Former President and Republican presidential candidate Donald Trump scored a landslide victory with his victory over Democratic Party candidate Kamala Harris. Trump thanked his supporters and called it a ‘great victory for the American people’. But the victory left Alan Lichtman, the Nostradamus of American polls, at a loss for words as his prediction that Kamala Harris would win the presidential election went wrong.
Alan Lichtman was seen saying “I don’t get it” in a six-hour-long YouTube livestream with his son Sam as Donald Trump edged closer to victory. “This is the first moment of the night where I’ve lost a little bit of hope,” Sam Lichtman said after the American network called Pennsylvania a battleground for Trump.
Mr. Lichtman was clearly tired, stressed and frustrated. “It’s good that I don’t have anything to do tomorrow. And I’m not doing any interviews,” he said. “Democracy is gone,” he said, holding his head.
“Once democracy is gone, it is almost impossible to get it back. The path to recovery is for dictators to lose the war.”
On this, Sam Lichtman expressed hope that Trump would complete his term and “we will never have to deal with him again.” I can’t wrap my mind around how so many people can ignore all the work he’s done in 2020.
Mr Lichtman called Trump “too lazy” to govern.
“Democracy is precious, but like all precious things, it can be destroyed. And usually gets destroyed from within. And during the 21st century, democracy has declined everywhere around the world, and America now lags behind. But never lose hope. Never stop trying. Never stop trying, especially you young people,” Mr. Lichtman said before signing off. Mr. Lichtman, a historian, author and a rare political forecaster with a track record of election predictions, predicted that Kamala Harris would be America’s first female president.

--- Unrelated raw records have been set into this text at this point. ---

impl Shared {
    fn lock(&self) -> MutexGuard<'_, Inner> {
        self.inner.lock().unwrap_or_else(PoisonError::into_inner)
    }

    /// Move the cursor to `index` and deliver that event
    fn dispatch_at(&self, inner: &mut Inner, index: usize) {
        if index >= inner.recorder.event_count() {
            return;
        }
        inner.cursor = index;
        if let Some(event) = inner.recorder.session().get(index) {
            tracing::trace!("Playback dispatch #{} ({})", index, event.payload.kind());
            self.sink.dispatch(&event.payload, DispatchOrigin::Playback);
            self.sink.progress(index);
        }
    }

    fn dispatch_range(&self, inner: &mut Inner, range: std::ops::RangeInclusive<usize>) {
        for index in range {
            self.dispatch_at(inner, index);
        }
    }
}

impl std::fmt::Debug for PlaybackController {
    fn fmt(&self, f: &mut std::fmt::Formatter<'_>) -> std::fmt::Result {
        let inner = self.shared.lock();
        f.debug_struct("PlaybackController")
            .field("state", &inner.state)
            .field("cursor", &inner.cursor)
            .field("events", &inner.recorder.event_count())
            .field("live_buffer", &inner.live.len())
            .finish()
    }
}

impl PlaybackController {
    /// Create a controller with default buffer and pacing settings
    pub fn new(sink: Arc<dyn EventSink>) -> Self {
        Self::with_config(sink, &PlaybackConfig::default(), &BufferConfig::default())
    }

    pub fn with_config(
        sink: Arc<dyn EventSink>,
        playback: &PlaybackConfig,
        buffer: &BufferConfig,
    ) -> Self {
        Self {
            shared: Arc::new(Shared {
                inner: Mutex::new(Inner {
                    state: PlaybackState::Idle,
                    cursor: 0,
                    recorder: RecordingSession::new(),
                    live: LiveRingBuffer::new(buffer.retention()),
                    last_timestamp: i64::MIN,
                    generation: 0,
                    active_loops: 0,
                    pacer: None,
                }),
                wake: Condvar::new(),
                sink,
            }),
            min_delay: playback.min_delay(),
            join_timeout: playback.join_timeout(),
        }
    }

    // ==================== Ingestion ====================

    /// Ingest an event stamped with the current wall clock
    pub fn ingest(&self, payload: TelemetryEvent) {
        self.ingest_at(now_millis(), payload);
    }

    /// Ingest an event with an explicit timestamp.
    ///
    /// The event always goes to the live buffer, to the recording when one is
    /// active, and straight to the sink unless a replay is playing or paused.
    /// Timestamps never go backwards: an earlier one is raised to the last.
    pub fn ingest_at(&self, timestamp: i64, payload: TelemetryEvent) {
        let mut inner = self.shared.lock();
        let timestamp = timestamp.max(inner.last_timestamp);
        inner.last_timestamp = timestamp;

        inner.live.push(timestamp, payload.clone());
        if inner.state.is_recording() {
            inner.recorder.append(timestamp, payload.clone());
        }
        if !inner.state.is_replaying() {
            self.shared.sink.dispatch(&payload, DispatchOrigin::Live);
        }
    }

    // ==================== Recording ====================

    /// Begin a fresh recording. Stops any replay first; no-op while recording.
    pub fn start_recording(&self) {
        let mut inner = self.shared.lock();
        if inner.state.is_recording() {
            return;
        }
        inner = self.stop_playback_locked(inner);
        inner
            .recorder
            .start(SessionMetadata::timestamped("Recording"));
        inner.cursor = 0;
        inner.state = PlaybackState::Recording;
        tracing::info!("Recording started");
    }

    /// End the current recording; the captured session becomes the active one
    pub fn stop_recording(&self) {
        let mut inner = self.shared.lock();
        if !inner.state.is_recording() {
            return;
        }
        inner.recorder.stop();
        inner.state = PlaybackState::Idle;
        inner.cursor = 0;
        tracing::info!(
            "Recording stopped ({} events)",
            inner.recorder.event_count()
        );
    }

    // ==================== Loading ====================

    /// Replace the active session
    pub fn load_session(&self, session: Session) {
        self.load_with_metadata(session, SessionMetadata::default());
    }

    pub fn load_with_metadata(&self, session: Session, metadata: SessionMetadata) {
        let mut inner = self.shared.lock();
        inner = self.stop_playback_locked(inner);
        let count = session.len();
        inner.recorder.replace(session, metadata);
        inner.cursor = 0;
        inner.state = PlaybackState::Idle;
        tracing::debug!("Loaded session with {} events", count);
    }

    /// Make a snapshot of the live buffer the active session (instant replay)
    pub fn load_from_live_buffer(&self) {
        let snapshot = self.shared.lock().live.snapshot();
        tracing::info!("Loaded {} events from live buffer", snapshot.len());
        self.load_with_metadata(snapshot, SessionMetadata::timestamped("Instant replay"));
    }

    /// Load a recording file; the active session is untouched on error
    pub fn load_file(&self, path: impl AsRef<Path>) -> Result<usize> {
        let path = path.as_ref();
        let session = file_format::load_session(path)?;
        let count = session.len();
        let name = path
            .file_stem()
            .map(|s| s.to_string_lossy().into_owned())
            .unwrap_or_else(|| "Recording".to_string());
        self.load_with_metadata(session, SessionMetadata::new(name));
        Ok(count)
    }

    /// Save the active session to a recording file
    pub fn save_file(&self, path: impl AsRef<Path>) -> Result<usize> {
        let session = self.session();
        file_format::save_session(path, &session)?;
        Ok(session.len())
    }

    /// Drop the active session and return to live view
    pub fn clear_session(&self) {
        self.load_session(Session::new());
    }

    // ==================== Playback ====================

    /// Start or resume playback.
    ///
    /// Rewinds to the first event when the cursor is on the last one.
    pub fn play(&self) {
        let mut inner = self.shared.lock();
        let len = inner.recorder.event_count();
        if len == 0 || inner.state.is_recording() || inner.state.is_playing() {
            return;
        }

        let mut rewound = false;
        if inner.cursor >= len - 1 {
            inner.cursor = 0;
            rewound = true;
        }

        if inner.state.is_paused() && !rewound && inner.active_loops > 0 {
            inner.state = PlaybackState::Playing;
            self.shared.wake.notify_all();
            tracing::debug!("Playback resumed at #{}", inner.cursor);
            return;
        }

        if inner.state.is_paused() {
            inner = self.retire_pacer(inner);
        }
        inner.state = PlaybackState::Playing;
        self.spawn_pacer(&mut inner);
    }

    /// Park playback at the cursor
    pub fn pause(&self) {
        let mut inner = self.shared.lock();
        if !inner.state.is_playing() {
            return;
        }
        inner.state = PlaybackState::Paused;
        self.shared.wake.notify_all();
        tracing::debug!("Playback paused at #{}", inner.cursor);
    }

    /// End playback, keeping the cursor where it is
    pub fn stop(&self) {
        let inner = self.shared.lock();
        drop(self.stop_playback_locked(inner));
    }

    /// Move to the next position event, dispatching everything passed over
    pub fn step_forward(&self) {
        let mut inner = self.shared.lock();
        let len = inner.recorder.event_count();
        if len == 0 || inner.state.is_recording() {
            return;
        }
        inner = self.stop_playback_locked(inner);
        if inner.cursor >= len - 1 {
            return;
        }

        let start = inner.cursor + 1;
        let target = next_position(inner.recorder.session(), inner.cursor).unwrap_or(len - 1);
        self.shared.dispatch_range(&mut inner, start..=target);
    }

    /// Move to the previous position event.
    ///
    /// Events between the position before the target and the target are
    /// re-dispatched so annotations attached to that frame are restored.
    pub fn step_backward(&self) {
        let mut inner = self.shared.lock();
        if inner.recorder.session().is_empty() || inner.state.is_recording() {
            return;
        }
        inner = self.stop_playback_locked(inner);
        if inner.cursor == 0 {
            return;
        }

        let session = inner.recorder.session();
        let target = previous_position(session, inner.cursor).unwrap_or(0);
        let start = window_start(session, target);
        self.shared.dispatch_range(&mut inner, start..=target);
    }

    /// Jump to the position event closest to `index`
    pub fn seek_to(&self, index: usize) {
        let mut inner = self.shared.lock();
        let len = inner.recorder.event_count();
        if len == 0 || inner.state.is_recording() {
            return;
        }
        inner = self.stop_playback_locked(inner);

        let session = inner.recorder.session();
        let clamped = index.min(len - 1);
        let target = closest_position(session, clamped).unwrap_or(clamped);
        let start = window_start(session, target);
        tracing::debug!("Seek {} -> #{}", index, target);
        self.shared.dispatch_range(&mut inner, start..=target);
    }

    // ==================== Queries ====================

    pub fn state(&self) -> PlaybackState {
        self.shared.lock().state
    }

    pub fn has_session(&self) -> bool {
        !self.shared.lock().recorder.session().is_empty()
    }

    /// Playback cursor, `None` when the session is empty
    pub fn cursor(&self) -> Option<usize> {
        let inner = self.shared.lock();
        (!inner.recorder.session().is_empty()).then_some(inner.cursor)
    }

    pub fn event_count(&self) -> usize {
        self.shared.lock().recorder.event_count()
    }

    /// Elapsed time shown next to the cursor.
    ///
    /// While recording this is the recording's elapsed time; otherwise it is
    /// the offset of the cursor event from the first event.
    pub fn elapsed_ms_at_cursor(&self) -> Option<i64> {
        let inner = self.shared.lock();
        if inner.state.is_recording() {
            return recording_elapsed(&inner);
        }
        inner.recorder.session().elapsed_ms_at(inner.cursor)
    }

    /// Time since the recording started, while recording
    pub fn recording_elapsed_ms(&self) -> Option<i64> {
        recording_elapsed(&self.shared.lock())
    }

    /// Offset of the event at `index` from the first event
    pub fn elapsed_ms_at(&self, index: usize) -> Option<i64> {
        self.shared.lock().recorder.session().elapsed_ms_at(index)
    }

    pub fn total_duration_ms(&self) -> i64 {
        self.shared.lock().recorder.session().duration_ms()
    }

    /// Copy of the active session
    pub fn session(&self) -> Session {
        self.shared.lock().recorder.session().clone()
    }

    pub fn metadata(&self) -> SessionMetadata {
        self.shared.lock().recorder.metadata().clone()
    }

    pub fn live_buffer_len(&self) -> usize {
        self.shared.lock().live.len()
    }

    // ==================== Internals ====================

    /// Return to `Idle` from `Playing`/`Paused`, notifying the sink
    fn stop_playback_locked<'a>(
        &'a self,
        mut inner: MutexGuard<'a, Inner>,
    ) -> MutexGuard<'a, Inner> {
        if !inner.state.is_replaying() {
            return inner;
        }
        inner.state = PlaybackState::Idle;
        inner = self.retire_pacer(inner);
        self.shared.sink.playback_finished();
        tracing::debug!("Playback stopped at #{}", inner.cursor);
        inner
    }

    /// Tell the current pacing loop to exit and wait briefly for it
    fn retire_pacer<'a>(&'a self, mut inner: MutexGuard<'a, Inner>) -> MutexGuard<'a, Inner> {
        inner.generation = inner.generation.wrapping_add(1);
        self.shared.wake.notify_all();

        let deadline = Instant::now() + self.join_timeout;
        while inner.active_loops > 0 {
            let now = Instant::now();
            if now >= deadline {
                tracing::debug!("Pacing thread did not exit within {:?}", self.join_timeout);
                break;
            }
            inner = self
                .shared
                .wake
                .wait_timeout(inner, deadline - now)
                .unwrap_or_else(PoisonError::into_inner)
                .0;
        }

        if inner.active_loops == 0 {
            if let Some(handle) = inner.pacer.take() {
                let _ = handle.join();
            }
        } else {
            // Left detached; it exits on its next wake
            inner.pacer = None;
        }
        inner
    }

    fn spawn_pacer(&self, inner: &mut Inner) {
        inner.generation = inner.generation.wrapping_add(1);
        let generation = inner.generation;
        let shared = Arc::clone(&self.shared);
        let min_delay = self.min_delay;

        if let Some(old) = inner.pacer.take() {
            if old.is_finished() {
                let _ = old.join();
            }
        }

        inner.active_loops += 1;
        let spawned = std::thread::Builder::new()
            .name("playback-pacer".to_string())
            .spawn(move || run_pacer(shared, generation, min_delay));

        match spawned {
            Ok(handle) => {
                inner.pacer = Some(handle);
                tracing::debug!("Playback started at #{}", inner.cursor);
            }
            Err(e) => {
                tracing::warn!("Failed to spawn playback thread: {}", e);
                inner.active_loops -= 1;
                inner.state = PlaybackState::Idle;
            }
        }
    }
}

“Set them (opinion polls) on fire,” Mr Lichtman told NDTV. “Yes, we’re going to have Kamala Harris, a trailblazing new president, the first female president and the first president of mixed African and Asian descent. It’s kind of a foreshadowing of where America is going. We’re rapidly becoming the majority—my Like old white people in a minority country, we’re on the decline,” Mr. Lichtman said.
Mr. Lichtman’s predictive model focuses on historical patterns, rejecting the idea that polls, campaign strategies, or even election demographics alone can determine the outcome. In 1981, he developed the 13 “Keys to the White House” system, which recognizes that governance, not campaign strategy, decides American elections. Their models have correctly predicted the winner of every election since 1984, including some when their findings were contrary to popular sentiment.